Кубанские зори - Петр Ткаченко
Шрифт:
Интервал:
Закладка:
Кубанское казачество, по сути, сорвало планы Добровольческой армии на юге России — своим навязчивым самостийни-чеством. Не оправдало оно надежд Белого движения и во время последней попытки освобождения Кубани Улагаевским десантом. Отношение казаков к десанту было не таким, какое ожидалось. Они не хотели воевать и явно выжидали, на чьей стороне окажется решающая сила. Роман Гуль, участник Ледяного похода, писал позже, в эмиграции: «Казаки сражаться не хотят, сочувствуют большевизму и неприязненно относятся к добровольцам. Часть из еще не расформированных войск перешла к большевикам, другие разошлись по станицам… Поднялись казаки ближайших станиц (вернее, их искусственно подняли, так как настроение казаков было неуверенное)». Дмитрий Фурманов, впоследствии красный ортодоксальный писатель, участвовавший в красном десанте в станицу Гривенскую, тоже отмечал это объективное положение: «Отношение казачества к десанту Врангеля было все-таки не таким, какого ожидал сам Врангель. Он полагал, что все казачество Кубани подымется разом и поможет ему сокрушить большевиков… Но казачество держалось пассивно и выжидало. Казаки потому выжидали, что еще не были уверены в успехе Врангеля, а на «ура» идти им не улыбалось».
Тем удивительнее был тот жесточайший террор по отношению к казакам, как накануне десанта, как потенциальных его сторонников, так и особенно после него, когда красные начали наводить революционный «порядок», предприняв массовый расстрел заложников, ни в чем не повинных людей.

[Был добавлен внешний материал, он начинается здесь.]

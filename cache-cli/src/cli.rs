use clap::{Parser, Subcommand};
use std::path::PathBuf;

use crate::utils::ByteRange;

#[derive(Parser, Debug)]
#[command(
    name = "mesio-cache",
    about = "Inspect and maintain mesio resource cache directories",
    version,
    author
)]
pub struct Args {
    #[command(subcommand)]
    pub command: Commands,

    /// Cache directory
    #[arg(short, long, global = true, env = "MESIO_CACHE_DIR")]
    pub dir: Option<PathBuf>,

    /// Prefix of cache file names
    #[arg(long, global = true)]
    pub prefix: Option<String>,

    /// Configuration file path
    #[arg(short, long, global = true)]
    pub config: Option<PathBuf>,

    /// Enable verbose output
    #[arg(short, long, global = true)]
    pub verbose: bool,

    /// Suppress all output except errors
    #[arg(short, long, global = true, conflicts_with = "verbose")]
    pub quiet: bool,

    /// Also write logs to this file
    #[arg(long, global = true)]
    pub log_file: Option<PathBuf>,
}

#[derive(Subcommand, Debug)]
pub enum Commands {
    /// Print the total size of the cache
    Size,

    /// List cached data files
    List,

    /// Delete every cache file in the directory
    Sweep,

    /// Show what the cache knows about a URL
    Inspect {
        /// URL of the resource
        url: String,

        /// Byte range, as start-end
        #[arg(short, long)]
        range: Option<ByteRange>,

        /// Print as JSON
        #[arg(long)]
        json: bool,
    },

    /// Store a local file as the cached body of a URL
    Import {
        /// URL of the resource
        url: String,

        /// File holding the body
        file: PathBuf,

        /// Byte range, as start-end
        #[arg(short, long)]
        range: Option<ByteRange>,

        /// MIME type
        #[arg(long)]
        mime: Option<String>,

        /// ETag announced by the server
        #[arg(long)]
        etag: Option<String>,

        /// Last-Modified date announced by the server
        #[arg(long)]
        last_modified: Option<String>,
    },

    /// Write cached bytes to stdout
    Cat {
        /// URL of the resource
        url: String,

        /// Byte range, as start-end
        #[arg(short, long)]
        range: Option<ByteRange>,

        /// Start offset within the cached bytes
        #[arg(long, default_value = "0")]
        offset: u64,

        /// Stream the bytes even if the entry is corrupted
        #[arg(short, long)]
        force: bool,
    },
}
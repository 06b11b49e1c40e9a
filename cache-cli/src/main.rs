mod cli;
mod commands;
mod config;
mod error;
mod utils;

use crate::{
    cli::{Args, Commands},
    commands::{CommandExecutor, Validators},
    config::AppConfig,
    error::Result,
};
use anyhow::Context;
use clap::Parser;
use mesio_cache::CacheDirectory;
use std::path::Path;
use std::process;
use tracing::{Level, debug, error};
use tracing_subscriber::{
    filter::EnvFilter,
    fmt::{self, writer::BoxMakeWriter, writer::MakeWriterExt},
    prelude::*,
};

fn main() {
    if let Err(e) = run() {
        error!(error = ?e, "Application failed");
        eprintln!("Error: {e:#}");
        process::exit(1);
    }
}

fn run() -> Result<()> {
    let args = Args::parse();

    // Logs go to stderr so `cat` output stays clean
    init_logging(args.verbose, args.quiet, args.log_file.as_deref())?;

    let app_config = AppConfig::load(args.config.as_deref())?;
    let cache_config = app_config.cache_config(args.dir, args.prefix);
    debug!("{cache_config}");

    let directory = CacheDirectory::new(cache_config).context("Failed to open cache directory")?;
    let executor = CommandExecutor::new(directory);
    let mut stdout = std::io::stdout().lock();

    match args.command {
        Commands::Size => executor.size(&mut stdout)?,
        Commands::List => executor.list(&mut stdout)?,
        Commands::Sweep => executor.sweep(&mut stdout)?,
        Commands::Inspect { url, range, json } => {
            executor.inspect(&url, range, json, &mut stdout)?
        }
        Commands::Import {
            url,
            file,
            range,
            mime,
            etag,
            last_modified,
        } => executor.import(
            &url,
            &file,
            range,
            Validators {
                mime,
                etag,
                last_modified,
            },
            &mut stdout,
        )?,
        Commands::Cat {
            url,
            range,
            offset,
            force,
        } => {
            executor.cat(&url, range, offset, force, &mut stdout)?;
        }
    }

    Ok(())
}

fn init_logging(verbose: bool, quiet: bool, log_file: Option<&Path>) -> Result<()> {
    let filter = if quiet {
        EnvFilter::new("error")
    } else if verbose {
        EnvFilter::new("debug")
    } else {
        EnvFilter::from_default_env().add_directive(Level::INFO.into())
    };

    let writer = match log_file {
        Some(path) => {
            let file = std::fs::OpenOptions::new()
                .create(true)
                .append(true)
                .open(path)
                .with_context(|| format!("Failed to open log file {}", path.display()))?;
            BoxMakeWriter::new(MakeWriterExt::and(std::io::stderr, file))
        }
        None => BoxMakeWriter::new(std::io::stderr),
    };

    tracing_subscriber::registry()
        .with(
            fmt::layer()
                .with_target(false)
                .with_level(verbose)
                .with_ansi(log_file.is_none())
                .with_writer(writer),
        )
        .with(filter)
        .init();

    Ok(())
}
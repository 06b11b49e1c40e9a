//! # Sessions
//!
//! Every reader and writer attached to an entry is identified by a
//! [`SessionId`]. The entry only ever stores these identifiers, never a
//! reference back to the session itself.

use std::fmt;

use serde::Serialize;
use tracing::warn;
use uuid::Uuid;

use crate::entry::CacheEntry;
use crate::error::{CacheError, CacheResult};

/// Opaque identifier of a session attached to a cache entry
#[derive(Debug, Clone, Copy, PartialEq, Eq, Hash, PartialOrd, Ord, Serialize)]
pub struct SessionId(Uuid);

impl SessionId {
    pub fn new() -> Self {
        Self(Uuid::new_v4())
    }

    pub fn as_uuid(&self) -> &Uuid {
        &self.0
    }
}

impl Default for SessionId {
    fn default() -> Self {
        Self::new()
    }
}

impl fmt::Display for SessionId {
    fn fmt(&self, f: &mut fmt::Formatter<'_>) -> fmt::Result {
        write!(f, "{}", self.0)
    }
}

/// Exclusive writer guard returned by [`CacheEntry::begin_write`].
///
/// Dropping the guard without calling [`WriteSession::finish`] closes the
/// writer as failed.
#[derive(Debug)]
pub struct WriteSession {
    entry: CacheEntry,
    session: SessionId,
    finished: bool,
}

impl WriteSession {
    pub(crate) fn new(entry: CacheEntry, session: SessionId) -> Self {
        Self {
            entry,
            session,
            finished: false,
        }
    }

    pub fn session_id(&self) -> SessionId {
        self.session
    }

    pub fn entry(&self) -> &CacheEntry {
        &self.entry
    }

    /// Append `data` to the entry.
    ///
    /// A failed write has already closed the writer slot, so the guard is
    /// finished afterwards.
    pub fn write(&mut self, data: &[u8]) -> CacheResult<()> {
        if self.finished {
            return Err(CacheError::NotWriter(self.session));
        }
        let result = self.entry.write(self.session, data);
        if result.is_err() && !self.entry.is_writer(self.session) {
            self.finished = true;
        }
        result
    }

    /// Close the writer, persisting metadata when `success` is set
    pub fn finish(mut self, success: bool) -> CacheResult<()> {
        self.finished = true;
        self.entry.close_write(self.session, success)
    }
}

impl Drop for WriteSession {
    fn drop(&mut self) {
        if self.finished {
            return;
        }
        if let Err(e) = self.entry.close_write(self.session, false) {
            warn!(url = %self.entry.url(), error = %e, "Failed to abort cache write session");
        }
    }
}
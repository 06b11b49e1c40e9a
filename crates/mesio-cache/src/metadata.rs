//! # Sidecar Metadata
//!
//! Disk entries keep their validators in a plain key/value file next to the
//! data file:
//!
//! ```text
//! [cache]
//! url=http://x/a.mp4
//! range=0-99
//! ETag="abc"
//! Content-Type=video/mp4
//! Content-Length=100
//! Last-Modified=Wed, 21 Oct 2015 07:28:00 GMT
//! ```

use std::fs;
use std::io;
use std::path::{Path, PathBuf};

use tracing::{debug, warn};

use crate::error::{CacheError, CacheResult};

/// Section holding all entry properties
pub const CACHE_SECTION: &str = "cache";

pub const KEY_URL: &str = "url";
pub const KEY_RANGE: &str = "range";
pub const KEY_ETAG: &str = "ETag";
pub const KEY_CONTENT_TYPE: &str = "Content-Type";
pub const KEY_CONTENT_LENGTH: &str = "Content-Length";
pub const KEY_LAST_MODIFIED: &str = "Last-Modified";
pub const KEY_MAX_AGE: &str = "MaxAge";
pub const KEY_MUST_REVALIDATE: &str = "MustRevalidate";
pub const KEY_NO_CACHE: &str = "NoCache";

/// Ordered sections of `key=value` properties
#[derive(Debug, Clone, Default, PartialEq, Eq)]
pub struct Properties {
    sections: Vec<(String, Vec<(String, String)>)>,
}

impl Properties {
    pub fn new() -> Self {
        Self::default()
    }

    /// Parse the textual form. Blank lines and `#`/`;` comments are skipped.
    pub fn parse(text: &str) -> CacheResult<Self> {
        let mut properties = Self::new();
        let mut current: Option<String> = None;

        for (index, raw) in text.lines().enumerate() {
            let line = raw.trim();
            if line.is_empty() || line.starts_with('#') || line.starts_with(';') {
                continue;
            }

            if let Some(name) = line.strip_prefix('[') {
                let name = name.strip_suffix(']').ok_or_else(|| {
                    CacheError::Metadata(format!("line {}: unterminated section header", index + 1))
                })?;
                let name = name.trim().to_string();
                properties.section_mut(&name);
                current = Some(name);
                continue;
            }

            let (key, value) = line.split_once('=').ok_or_else(|| {
                CacheError::Metadata(format!("line {}: expected key=value", index + 1))
            })?;
            let section = current.as_deref().ok_or_else(|| {
                CacheError::Metadata(format!("line {}: property outside of a section", index + 1))
            })?;
            properties.set(section, key.trim(), value.trim());
        }

        Ok(properties)
    }

    /// Render back to the textual form
    pub fn render(&self) -> String {
        let mut out = String::new();
        for (name, entries) in &self.sections {
            out.push('[');
            out.push_str(name);
            out.push_str("]\n");
            for (key, value) in entries {
                out.push_str(key);
                out.push('=');
                out.push_str(value);
                out.push('\n');
            }
        }
        out
    }

    pub fn get(&self, section: &str, key: &str) -> Option<&str> {
        self.sections
            .iter()
            .find(|(name, _)| name == section)
            .and_then(|(_, entries)| entries.iter().find(|(k, _)| k == key))
            .map(|(_, v)| v.as_str())
    }

    /// Set a value, replacing any previous one for the same key
    pub fn set(&mut self, section: &str, key: &str, value: impl Into<String>) {
        let value = value.into();
        let entries = self.section_mut(section);
        match entries.iter_mut().find(|(k, _)| k == key) {
            Some((_, v)) => *v = value,
            None => entries.push((key.to_string(), value)),
        }
    }

    pub fn remove(&mut self, section: &str, key: &str) -> Option<String> {
        let (_, entries) = self.sections.iter_mut().find(|(name, _)| name == section)?;
        let index = entries.iter().position(|(k, _)| k == key)?;
        Some(entries.remove(index).1)
    }

    pub fn key_count(&self, section: &str) -> usize {
        self.sections
            .iter()
            .find(|(name, _)| name == section)
            .map_or(0, |(_, entries)| entries.len())
    }

    fn section_mut(&mut self, section: &str) -> &mut Vec<(String, String)> {
        let index = match self.sections.iter().position(|(name, _)| name == section) {
            Some(index) => index,
            None => {
                self.sections.push((section.to_string(), Vec::new()));
                self.sections.len() - 1
            }
        };
        &mut self.sections[index].1
    }
}

/// Typed view of the `[cache]` section
#[derive(Debug, Clone, Default, PartialEq, Eq)]
pub struct SidecarMetadata {
    pub url: Option<String>,
    /// Raw `range` value, `start-end`
    pub range: Option<String>,
    pub etag: Option<String>,
    pub content_type: Option<String>,
    /// Raw `Content-Length` value
    pub content_length: Option<String>,
    pub last_modified: Option<String>,
    /// Absolute expiry in unix seconds
    pub max_age: Option<i64>,
    pub must_revalidate: bool,
    pub no_cache: bool,
}

impl SidecarMetadata {
    pub fn from_properties(properties: &Properties) -> Self {
        let get = |key: &str| properties.get(CACHE_SECTION, key).map(str::to_string);
        Self {
            url: get(KEY_URL),
            range: get(KEY_RANGE),
            etag: get(KEY_ETAG),
            content_type: get(KEY_CONTENT_TYPE),
            content_length: get(KEY_CONTENT_LENGTH),
            last_modified: get(KEY_LAST_MODIFIED),
            max_age: properties
                .get(CACHE_SECTION, KEY_MAX_AGE)
                .and_then(|v| v.parse().ok()),
            must_revalidate: properties.get(CACHE_SECTION, KEY_MUST_REVALIDATE) == Some("true"),
            no_cache: properties.get(CACHE_SECTION, KEY_NO_CACHE).is_some(),
        }
    }

    pub fn to_properties(&self) -> Properties {
        let mut properties = Properties::new();
        let mut set_opt = |key: &str, value: &Option<String>| {
            if let Some(value) = value {
                properties.set(CACHE_SECTION, key, value.as_str());
            }
        };
        set_opt(KEY_URL, &self.url);
        set_opt(KEY_RANGE, &self.range);
        set_opt(KEY_ETAG, &self.etag);
        set_opt(KEY_CONTENT_TYPE, &self.content_type);
        set_opt(KEY_CONTENT_LENGTH, &self.content_length);
        set_opt(KEY_LAST_MODIFIED, &self.last_modified);

        if let Some(max_age) = self.max_age {
            properties.set(CACHE_SECTION, KEY_MAX_AGE, max_age.to_string());
            properties.set(
                CACHE_SECTION,
                KEY_MUST_REVALIDATE,
                if self.must_revalidate { "true" } else { "false" },
            );
        }
        if self.no_cache {
            properties.set(CACHE_SECTION, KEY_NO_CACHE, "true");
        }
        properties
    }

    /// Parsed `range`. `None` when absent, `Some(None)` when malformed.
    pub fn parsed_range(&self) -> Option<Option<(u64, u64)>> {
        self.range.as_deref().map(parse_range)
    }

    /// Parsed `Content-Length`. `None` when absent or malformed.
    pub fn parsed_content_length(&self) -> Option<u64> {
        self.content_length.as_deref().and_then(|v| v.parse().ok())
    }
}

/// Parse a `start-end` pair
pub fn parse_range(value: &str) -> Option<(u64, u64)> {
    let (start, end) = value.trim().split_once('-')?;
    Some((start.trim().parse().ok()?, end.trim().parse().ok()?))
}

/// Format a `start-end` pair
pub fn format_range(range: (u64, u64)) -> String {
    format!("{}-{}", range.0, range.1)
}

/// Sidecar file backing a disk entry's metadata
#[derive(Debug, Clone, PartialEq, Eq)]
pub struct MetadataStore {
    path: PathBuf,
}

impl MetadataStore {
    pub fn new(path: impl Into<PathBuf>) -> Self {
        Self { path: path.into() }
    }

    pub fn path(&self) -> &Path {
        &self.path
    }

    pub fn exists(&self) -> bool {
        self.path.is_file()
    }

    /// Load the sidecar. `Ok(None)` if it does not exist yet.
    pub fn load(&self) -> CacheResult<Option<SidecarMetadata>> {
        let text = match fs::read_to_string(&self.path) {
            Ok(text) => text,
            Err(e) if e.kind() == io::ErrorKind::NotFound => return Ok(None),
            Err(e) => return Err(e.into()),
        };
        let properties = Properties::parse(&text)?;
        Ok(Some(SidecarMetadata::from_properties(&properties)))
    }

    /// Overwrite the sidecar with `metadata`. Written to a temporary file
    /// first, then renamed over the previous one.
    pub fn save(&self, metadata: &SidecarMetadata) -> CacheResult<()> {
        let mut temp_path = self.path.clone().into_os_string();
        temp_path.push(".tmp");
        let temp_path = PathBuf::from(temp_path);

        if let Err(e) = fs::write(&temp_path, metadata.to_properties().render()) {
            warn!(path = ?temp_path, error = %e, "Failed to write cache metadata file");
            return Err(e.into());
        }

        if let Err(e) = fs::rename(&temp_path, &self.path) {
            warn!(
                from = ?temp_path,
                to = ?self.path,
                error = %e,
                "Failed to rename temporary metadata file"
            );
            let _ = fs::remove_file(&temp_path);
            return Err(e.into());
        }

        debug!(path = ?self.path, "Flushed cache metadata");
        Ok(())
    }

    /// Remove the sidecar; a missing file is not an error
    pub fn remove(&self) -> io::Result<()> {
        match fs::remove_file(&self.path) {
            Err(e) if e.kind() != io::ErrorKind::NotFound => Err(e),
            _ => Ok(()),
        }
    }
}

В конце сентября в станице Гривенской были расстреляны шестнадцатилетние девушки Дуся Вертелева и Дуся Бехтиева, якобы за родителей, находившихся у «зеленых». Не пощадили и учителя Аникеева Ивана Васильевича, священника отца Владимира Бердичевского. Простым казакам даже их бедность не послужила индульгенцией — Михаила Камышина и Якова Левченко тоже расстреляли якобы за пособничество повстанцам.
Казалось бы, своей позицией, как во время Октябрьского переворота, так и позже, во время Гражданской войны казачество заслужило совсем иное к себе отношение. Но вопреки всякой логике были предприняты жесточайшие репрессии, террор и геноцид, фактически поголовное уничтожение казаков, высылка на Урал в таких душераздирающих подробностях, которые до сих пор холодят душу. Полное лишение в гражданских и человеческих правах, позже — страшный голод, довершавший трагедию. Чем казачество так провинилось?.. Значит, происходило нечто совсем иное, не то, что декларировалось. Не строительство чего-то нового и якобы более прогрессивного, а уничтожение в большей мере иноверной властью русского народа и его наиболее этнически выраженной части — казачества. Другого объяснения столь масштабных зверств, даже спустя многие годы, не находится. История миновавшего века, пожалуй, не знает более гонимого, более жестоко уничтожаемого племени, чем казачество…
А потому странным и нелогичным является защита ортодоксальными патриотами этого периода советской власти лишь на том основании, что потом она стала иной — и государственной, и народной. Да, но это позже, и стала такой не благодаря этим зверствам, но вопреки им. Ведь и бандитизм Рябоконя выставляется таковым исключительно в связи с сопротивлением этому безумию.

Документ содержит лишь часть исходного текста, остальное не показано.